Although no financial information or call log data was taken, those affected will need to pay close attention to subsequent fraud attempts.
“The information obtained for each customer varied, but may have included full name, contact information, account number and associated phone numbers, T-Mobile account PIN, social security number, government identification, date of birth , outstanding balance, internal codes that T -Mobiles use on customer accounts (eg rate plan and feature codes) and number of lines,” the letter explained.
Learn more about T-Mobile’s security threats: T-Mobile: 49 million customers affected by data breach.
T-Mobile said it has already reset affected customers’ T-Mobile account PINs and is offering two years of free credit monitoring and identity theft detection services.
“We also urge you to remain vigilant by monitoring account activity and free credit reports, and reviewing your security options on your email, financial and other accounts,” T-Mobile warned.
“We encourage customers to use the features that T-Mobile offers, such as account takeover protection, number porting PINs, two-step verification, free scam protection with Scam Shield, SIM protection, a security dashboard and more.”

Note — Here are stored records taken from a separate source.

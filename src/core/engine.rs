use rayon::prelude::*;

use super::config::{MAX_RUNS, MAX_YEARS};
use super::error::{EngineError, EngineResult, ensure_finite, ensure_non_negative};
use super::rng::{NormalSource, SeededTrials, TrialSources};
use super::types::{CalculationResults, PercentileBand, PortfolioInputs, YearProjection};

/// Balance trajectory of one Monte Carlo trial.
///
/// `balances` has one more entry than `withdrawals`: index 0 is the starting
/// balance, index `k + 1` the balance after year `k`.
#[derive(Debug, Clone)]
pub(crate) struct TrialPath {
    pub(crate) balances: Vec<f64>,
    pub(crate) withdrawals: Vec<f64>,
}

impl TrialPath {
    pub(crate) fn with_capacity(years: usize) -> Self {
        Self {
            balances: Vec::with_capacity(years + 1),
            withdrawals: Vec::with_capacity(years),
        }
    }

    fn ending_balance(&self) -> f64 {
        self.balances.last().copied().unwrap_or(0.0)
    }
}

/// Cash flows that are identical across trials, reported per projection year.
#[derive(Debug, Clone, Copy, PartialEq)]
pub(crate) struct YearFlow {
    pub(crate) contributions: f64,
    pub(crate) expenses: f64,
    pub(crate) income: f64,
}

/// `years + 1` balances compounding `previous * (1 + annual_return) + annual_contribution`.
pub fn run_deterministic_projection(
    starting_balance: f64,
    annual_contribution: f64,
    years: u32,
    annual_return: f64,
) -> Vec<f64> {
    let mut balances = Vec::with_capacity(years as usize + 1);
    let mut balance = starting_balance;
    balances.push(balance);
    for _ in 0..years {
        balance = balance * (1.0 + annual_return) + annual_contribution;
        balances.push(balance);
    }
    balances
}

/// Monte Carlo over normally distributed annual returns, seeded from
/// `inputs.seed`.
///
/// A trial succeeds when its final balance is >= 0. Balances are never
/// floored, so a depleted trial keeps compounding its shortfall.
pub fn run_monte_carlo_simulation(inputs: &PortfolioInputs) -> EngineResult<CalculationResults> {
    run_monte_carlo_with_sources(inputs, &SeededTrials::new(inputs.seed))
}

pub fn run_monte_carlo_with_sources<S: TrialSources>(
    inputs: &PortfolioInputs,
    sources: &S,
) -> EngineResult<CalculationResults> {
    validate_portfolio_inputs(inputs)?;

    let withdrawal = (-inputs.annual_contribution).max(0.0);
    let flow = YearFlow {
        contributions: inputs.annual_contribution.max(0.0),
        expenses: withdrawal,
        income: 0.0,
    };
    let flows = vec![flow; inputs.years as usize];

    let paths = run_trials(inputs.runs, sources, |source| {
        simulate_constant_flow_trial(inputs, source)
    });
    let results = summarize_trials(&paths, inputs.start_age, &flows);

    log::debug!(
        "monte carlo: runs={} years={} success={:.4} median_end={:.2}",
        inputs.runs,
        inputs.years,
        results.success_probability,
        results.median_ending_balance
    );
    Ok(results)
}

pub(crate) fn validate_portfolio_inputs(inputs: &PortfolioInputs) -> EngineResult<()> {
    if inputs.runs == 0 {
        return Err(EngineError::invalid("runs", "must be > 0"));
    }
    if inputs.runs > MAX_RUNS {
        return Err(EngineError::invalid("runs", format!("must be <= {MAX_RUNS}")));
    }
    if inputs.years > MAX_YEARS {
        return Err(EngineError::invalid("years", format!("must be <= {MAX_YEARS}")));
    }
    ensure_non_negative("startingBalance", inputs.starting_balance)?;
    ensure_finite("annualContribution", inputs.annual_contribution)?;
    ensure_finite("returnMean", inputs.return_mean)?;
    ensure_non_negative("returnStd", inputs.return_std)?;
    Ok(())
}

/// Fans trials out across the rayon pool. Output order follows trial index,
/// so aggregation never depends on scheduling.
pub(crate) fn run_trials<S, F>(runs: u32, sources: &S, simulate: F) -> Vec<TrialPath>
where
    S: TrialSources,
    F: Fn(&mut S::Source) -> TrialPath + Sync,
{
    (0..runs)
        .into_par_iter()
        .map(|trial| {
            let mut source = sources.for_trial(trial);
            simulate(&mut source)
        })
        .collect()
}

pub(crate) fn sample_return<N: NormalSource>(mean: f64, std: f64, source: &mut N) -> f64 {
    mean + std * source.standard_normal()
}

fn simulate_constant_flow_trial<N: NormalSource>(
    inputs: &PortfolioInputs,
    source: &mut N,
) -> TrialPath {
    let years = inputs.years as usize;
    let withdrawal = (-inputs.annual_contribution).max(0.0);
    let mut path = TrialPath::with_capacity(years);

    let mut balance = inputs.starting_balance;
    path.balances.push(balance);
    for _ in 0..years {
        let annual_return = sample_return(inputs.return_mean, inputs.return_std, source);
        balance = balance * (1.0 + annual_return) + inputs.annual_contribution;
        path.balances.push(balance);
        path.withdrawals.push(withdrawal);
    }
    path
}

/// Aggregates finished trials. `flows` carries one entry per projection year.
pub(crate) fn summarize_trials(
    paths: &[TrialPath],
    start_age: u32,
    flows: &[YearFlow],
) -> CalculationResults {
    let years = flows.len();
    let runs = paths.len();

    let successes = paths
        .iter()
        .filter(|path| path.ending_balance() >= 0.0)
        .count();
    let success_probability = if runs == 0 {
        0.0
    } else {
        (successes as f64 / runs as f64).clamp(0.0, 1.0)
    };

    let mut endings: Vec<f64> = paths.iter().map(TrialPath::ending_balance).collect();
    endings.sort_by(|a, b| a.total_cmp(b));
    let median_ending_balance = percentile_sorted(&endings, 50.0);
    let worst_case_balance = endings.first().copied().unwrap_or(0.0);

    let mut percentiles = Vec::with_capacity(years + 1);
    let mut column = Vec::with_capacity(runs);
    for idx in 0..=years {
        column.clear();
        column.extend(
            paths
                .iter()
                .map(|path| path.balances.get(idx).copied().unwrap_or(0.0)),
        );
        column.sort_by(|a, b| a.total_cmp(b));
        percentiles.push(PercentileBand {
            year: idx as u32,
            p10: percentile_sorted(&column, 10.0),
            p25: percentile_sorted(&column, 25.0),
            median: percentile_sorted(&column, 50.0),
            p75: percentile_sorted(&column, 75.0),
            p90: percentile_sorted(&column, 90.0),
        });
    }

    let mut yearly_projections = Vec::with_capacity(years);
    for (idx, flow) in flows.iter().enumerate() {
        let mut withdrawals: Vec<f64> = paths
            .iter()
            .map(|path| path.withdrawals.get(idx).copied().unwrap_or(0.0))
            .collect();
        yearly_projections.push(YearProjection {
            year: idx as u32,
            age: start_age + idx as u32,
            starting_balance: percentiles[idx].median,
            contributions: flow.contributions,
            withdrawals: percentile(&mut withdrawals, 50.0),
            ending_balance: percentiles[idx + 1].median,
            expenses: flow.expenses,
            income: flow.income,
        });
    }

    let year_of_first_shortfall = yearly_projections
        .iter()
        .find(|year| year.ending_balance <= 0.0)
        .map(|year| year.year);
    let sustainable_withdrawal_rate = first_year_withdrawal_rate(&yearly_projections);

    CalculationResults {
        success_probability,
        median_ending_balance,
        worst_case_balance,
        year_of_first_shortfall,
        sustainable_withdrawal_rate,
        yearly_projections,
        percentiles,
    }
}

fn first_year_withdrawal_rate(years: &[YearProjection]) -> f64 {
    let Some(first) = years.iter().find(|year| year.withdrawals > 0.0) else {
        return 0.0;
    };
    if first.starting_balance <= 0.0 {
        return 1.0;
    }
    (first.withdrawals / first.starting_balance).clamp(0.0, 1.0)
}

pub(crate) fn percentile(values: &mut [f64], p: f64) -> f64 {
    values.sort_by(|a, b| a.total_cmp(b));
    percentile_sorted(values, p)
}

/// Linear interpolation between closest ranks of an ascending slice.
pub(crate) fn percentile_sorted(values: &[f64], p: f64) -> f64 {
    if values.is_empty() {
        return 0.0;
    }

    let n = values.len();
    if n == 1 {
        return values[0];
    }

    let rank = (p / 100.0).clamp(0.0, 1.0) * (n as f64 - 1.0);
    let lower = rank.floor() as usize;
    let upper = rank.ceil() as usize;

    if lower == upper {
        values[lower]
    } else {
        let w = rank - lower as f64;
        let lo = values[lower];
        let hi = values[upper];
        (lo + (hi - lo) * w).clamp(lo, hi)
    }
}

The news, which affected just over 800 customers, comes just months after the carrier disclosed a massive breach affecting around 37 million consumers.
This incident, which occurred after threat actors targeted an exposed API, went undiscovered for about a month and a half.
The US carrier has suffered multiple breaches over the years, including one disclosed in August 2021 that affected nearly 49 million customers.
Editorial Image Credit: Sulastri Sulastri / Shutterstock.com
Ikaroa, a full stack tech company, is reporting on the news that T-Mobile has suffered its second major data breach of the year. The breach was discovered in early August by security researchers at the UK-based firm Cyble, and affected over 2 million users. The breach resulted in unauthorized access to a number of user accounts, allowing threat actors to access personal information, including phone numbers, email addresses, and passwords.
This news comes only four months after T-Mobile suffered its first breach of the year, in April. At the time, the breach exposed the personal data of about two million customers, including email addresses and passwords. The cyberattack did not reveal any payment information, as it was not stored in the same system as the customer data.
T-Mobile has responded to the attack by notifying users directly via email and SMS about the possible data breach. The company has also advised all customers to change their passwords and take additional security measures to protect their accounts.
Ikaroa commends T-Mobile’s commitment to customer safety and data security. In the wake of these attacks, we urge all users to take extra precautions in safeguarding their personal information and to report suspected data breaches immediately. Companies like T-Mobile and Ikaroa are dedicated to keeping their customers safe, and it is everyone’s responsibility to help protect their data.